**Work request:** Find each line below that includes "succeeded", then copy it.

**Supplied material:**
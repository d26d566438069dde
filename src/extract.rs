//! Artifact extraction
//!
//! Pure transform from a fetched [`DetailRecord`] to the `(name, payload)`
//! pair the sink persists. No I/O; the only failure mode is a record too
//! malformed to derive a file name from.

use regex::Regex;
use std::sync::LazyLock;

use crate::error::ExtractError;
use crate::types::{Artifact, DetailRecord};

/// Characters that must never appear in an artifact file name: path
/// separators and reserved punctuation, quotes, whitespace of any kind, and
/// ASCII control characters.
#[allow(clippy::expect_used)]
static UNSAFE_CHARS: LazyLock<Regex> = LazyLock::new(|| {
    Regex::new(r#"[\\/*?:"'<>|\s\x00-\x1F\x7F]"#).expect("character class is a valid pattern")
});

/// Replace every filesystem-unsafe character with a single underscore
///
/// Idempotent: a name that is already safe comes back unchanged.
pub fn sanitize_title(title: &str) -> String {
    UNSAFE_CHARS.replace_all(title, "_").into_owned()
}

/// Derive the artifact for one fetched page
///
/// The file name is the sanitized title plus `extension`; the payload is the
/// serialized reference list (newline-joined, no trailing newline).
///
/// # Errors
///
/// Returns [`ExtractError::BlankTitle`] when the title is empty or
/// whitespace-only, since the sanitized name would carry no information.
pub fn extract(record: &DetailRecord, extension: &str) -> Result<Artifact, ExtractError> {
    if record.title.trim().is_empty() {
        return Err(ExtractError::BlankTitle);
    }

    Ok(Artifact {
        file_name: format!("{}.{}", sanitize_title(&record.title), extension),
        payload: record.references.to_text(),
    })
}

#[allow(clippy::unwrap_used, clippy::expect_used)]
#[cfg(test)]
mod tests {
    use super::*;
    use crate::types::Payload;

    fn record(title: &str, references: &[&str]) -> DetailRecord {
        DetailRecord {
            title: title.to_string(),
            references: Payload::Sequence(references.iter().map(|r| r.to_string()).collect()),
        }
    }

    #[test]
    fn sanitize_replaces_every_reserved_character() {
        let sanitized = sanitize_title(r#"a\b/c*d?e:f"g'h<i>j|k"#);
        assert_eq!(sanitized, "a_b_c_d_e_f_g_h_i_j_k");
    }

    #[test]
    fn sanitize_replaces_whitespace_and_control_characters() {
        assert_eq!(sanitize_title("two words"), "two_words");
        assert_eq!(sanitize_title("tab\there"), "tab_here");
        assert_eq!(sanitize_title("line\nbreak"), "line_break");
        assert_eq!(sanitize_title("nul\x00byte"), "nul_byte");
        assert_eq!(sanitize_title("del\x7fchar"), "del_char");
    }

    #[test]
    fn sanitize_is_idempotent() {
        let once = sanitize_title(r#"C++: A/B?"#);
        let twice = sanitize_title(&once);
        assert_eq!(once, twice, "sanitizing a sanitized name must be a no-op");
    }

    #[test]
    fn sanitize_keeps_safe_punctuation() {
        // '+', '.', '-', '(' and ')' are fine in file names and survive
        assert_eq!(sanitize_title("C++ (language)"), "C++_(language)");
        assert_eq!(sanitize_title("Web 2.0"), "Web_2.0");
    }

    #[test]
    fn sanitize_keeps_non_ascii_titles() {
        assert_eq!(sanitize_title("Łódź"), "Łódź");
        assert_eq!(sanitize_title("数学 (学科)"), "数学_(学科)");
    }

    #[test]
    fn extract_cpp_scenario() {
        let artifact = extract(&record("C++: A/B?", &[]), "txt").unwrap();
        assert_eq!(artifact.file_name, "C++__A_B_.txt");
    }

    #[test]
    fn extract_appends_extension_to_sanitized_title() {
        let artifact = extract(&record("Alpha", &["r1", "r2"]), "txt").unwrap();
        assert_eq!(artifact.file_name, "Alpha.txt");
        assert_eq!(artifact.payload, "r1\nr2");
    }

    #[test]
    fn extract_empty_reference_list_yields_empty_payload() {
        let artifact = extract(&record("Gamma", &[]), "txt").unwrap();
        assert_eq!(artifact.payload, "");
    }

    #[test]
    fn extract_single_reference_has_no_trailing_newline() {
        let artifact = extract(&record("Beta", &["only"]), "txt").unwrap();
        assert_eq!(artifact.payload, "only");
    }

    #[test]
    fn extract_scalar_payload_is_stringified_directly() {
        let rec = DetailRecord {
            title: "Answer".into(),
            references: Payload::Scalar("42".into()),
        };
        let artifact = extract(&rec, "txt").unwrap();
        assert_eq!(artifact.payload, "42");
    }

    #[test]
    fn extract_rejects_blank_title() {
        assert!(matches!(
            extract(&record("", &["r1"]), "txt"),
            Err(ExtractError::BlankTitle)
        ));
        assert!(matches!(
            extract(&record("  \t ", &["r1"]), "txt"),
            Err(ExtractError::BlankTitle)
        ));
    }

    #[test]
    fn produced_names_contain_no_forbidden_characters() {
        let nasty = "Mixed: \\ / * ? \" ' < > | \t title";
        let artifact = extract(&record(nasty, &[]), "txt").unwrap();
        let stem = artifact.file_name.trim_end_matches(".txt");
        for forbidden in ['\\', '/', '*', '?', ':', '"', '\'', '<', '>', '|', ' ', '\t'] {
            assert!(
                !stem.contains(forbidden),
                "{forbidden:?} survived sanitization in {stem:?}"
            );
        }
    }
}
//! Core types for wiki-dl

use serde::{Deserialize, Serialize};
use std::time::Duration;

use crate::error::FailureKind;

/// Full detail for one fetched page
///
/// Owned by the fetch step that produced it, immutable thereafter, and dropped
/// as soon as the artifact has been extracted.
#[derive(Clone, Debug, PartialEq, Eq)]
pub struct DetailRecord {
    /// Page title as the remote source reports it (normalization applied)
    pub title: String,
    /// The page's reference list
    pub references: Payload,
}

/// Serializable payload shapes a detail record can carry
///
/// A closed union: anything else the remote source might hand back is rejected
/// during extraction instead of silently producing an empty artifact.
#[derive(Clone, Debug, PartialEq, Eq)]
pub enum Payload {
    /// A single value, stringified directly
    Scalar(String),
    /// An ordered sequence, joined with newlines (no trailing newline)
    Sequence(Vec<String>),
}

impl Payload {
    /// Serialize to the text persisted by the sink
    ///
    /// An empty sequence yields an empty string; a single-element sequence
    /// yields exactly that element.
    pub fn to_text(&self) -> String {
        match self {
            Self::Scalar(value) => value.clone(),
            Self::Sequence(items) => items.join("\n"),
        }
    }

    /// Number of elements (1 for a scalar)
    pub fn len(&self) -> usize {
        match self {
            Self::Scalar(_) => 1,
            Self::Sequence(items) => items.len(),
        }
    }

    /// Whether the payload carries no elements at all
    pub fn is_empty(&self) -> bool {
        matches!(self, Self::Sequence(items) if items.is_empty())
    }
}

/// The derived (name, payload) pair ready to persist
#[derive(Clone, Debug, PartialEq, Eq)]
pub struct Artifact {
    /// Filesystem-safe file name, extension included
    pub file_name: String,
    /// UTF-8 text to write
    pub payload: String,
}

/// Per-identifier result of the pipeline
///
/// Serde round-trippable: process-pool workers marshal exactly one of these
/// back to the coordinator as a JSON line.
#[derive(Clone, Debug, PartialEq, Eq, Serialize, Deserialize)]
#[serde(tag = "result", rename_all = "snake_case")]
pub enum Outcome {
    /// The artifact was written
    Success {
        /// The identifier this outcome belongs to
        identifier: String,
        /// File name the artifact was persisted under
        file_name: String,
    },
    /// The item failed at some stage; the rest of the batch is unaffected
    Failure {
        /// The identifier this outcome belongs to
        identifier: String,
        /// Failure classification
        kind: FailureKind,
        /// Human-readable description
        message: String,
    },
}

impl Outcome {
    /// Build a failure outcome
    pub fn failure(
        identifier: impl Into<String>,
        kind: FailureKind,
        message: impl Into<String>,
    ) -> Self {
        Self::Failure {
            identifier: identifier.into(),
            kind,
            message: message.into(),
        }
    }

    /// The identifier this outcome belongs to
    pub fn identifier(&self) -> &str {
        match self {
            Self::Success { identifier, .. } | Self::Failure { identifier, .. } => identifier,
        }
    }

    /// True for [`Outcome::Success`]
    pub fn is_success(&self) -> bool {
        matches!(self, Self::Success { .. })
    }

    /// `(identifier, kind)` pair for cross-strategy comparison; `None` kind
    /// means success
    pub fn key(&self) -> (&str, Option<FailureKind>) {
        match self {
            Self::Success { identifier, .. } => (identifier, None),
            Self::Failure {
                identifier, kind, ..
            } => (identifier, Some(*kind)),
        }
    }
}

/// Execution strategy for a batch run
///
/// All three run the identical per-item pipeline; they differ only in how the
/// items are scheduled and isolated.
#[derive(Clone, Copy, Debug, PartialEq, Eq)]
pub enum Strategy {
    /// One item at a time on the caller's task; outcomes in input order
    Sequential,
    /// Up to `max_workers` items in flight as tasks on the shared runtime;
    /// outcomes in completion order
    ThreadPool {
        /// Maximum concurrent in-flight items
        max_workers: usize,
    },
    /// Up to `max_workers` isolated worker processes, one item per invocation;
    /// outcomes in completion order
    ProcessPool {
        /// Maximum concurrent worker processes
        max_workers: usize,
    },
}

impl Strategy {
    /// Human-readable name for logging
    pub fn name(&self) -> &'static str {
        match self {
            Self::Sequential => "sequential",
            Self::ThreadPool { .. } => "thread-pool",
            Self::ProcessPool { .. } => "process-pool",
        }
    }
}

impl std::fmt::Display for Strategy {
    fn fmt(&self, f: &mut std::fmt::Formatter<'_>) -> std::fmt::Result {
        match self {
            Self::Sequential => f.write_str("sequential"),
            Self::ThreadPool { max_workers } => write!(f, "thread-pool({max_workers})"),
            Self::ProcessPool { max_workers } => write!(f, "process-pool({max_workers})"),
        }
    }
}

/// Result of one batch run
#[derive(Clone, Debug)]
pub struct RunReport {
    /// The strategy the batch ran under
    pub strategy: Strategy,
    /// Per-identifier outcomes; input order for [`Strategy::Sequential`],
    /// completion order otherwise
    pub outcomes: Vec<Outcome>,
    /// Wall-clock duration of the whole batch
    pub elapsed: Duration,
}

impl RunReport {
    /// Number of items that succeeded
    pub fn succeeded(&self) -> usize {
        self.outcomes.iter().filter(|o| o.is_success()).count()
    }

    /// Number of items that failed
    pub fn failed(&self) -> usize {
        self.outcomes.len() - self.succeeded()
    }
}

**Solved problem:**
    /// Number of items that succeeded
    pub fn succeeded(&self) -> usize {
        self.outcomes.len() - self.succeeded()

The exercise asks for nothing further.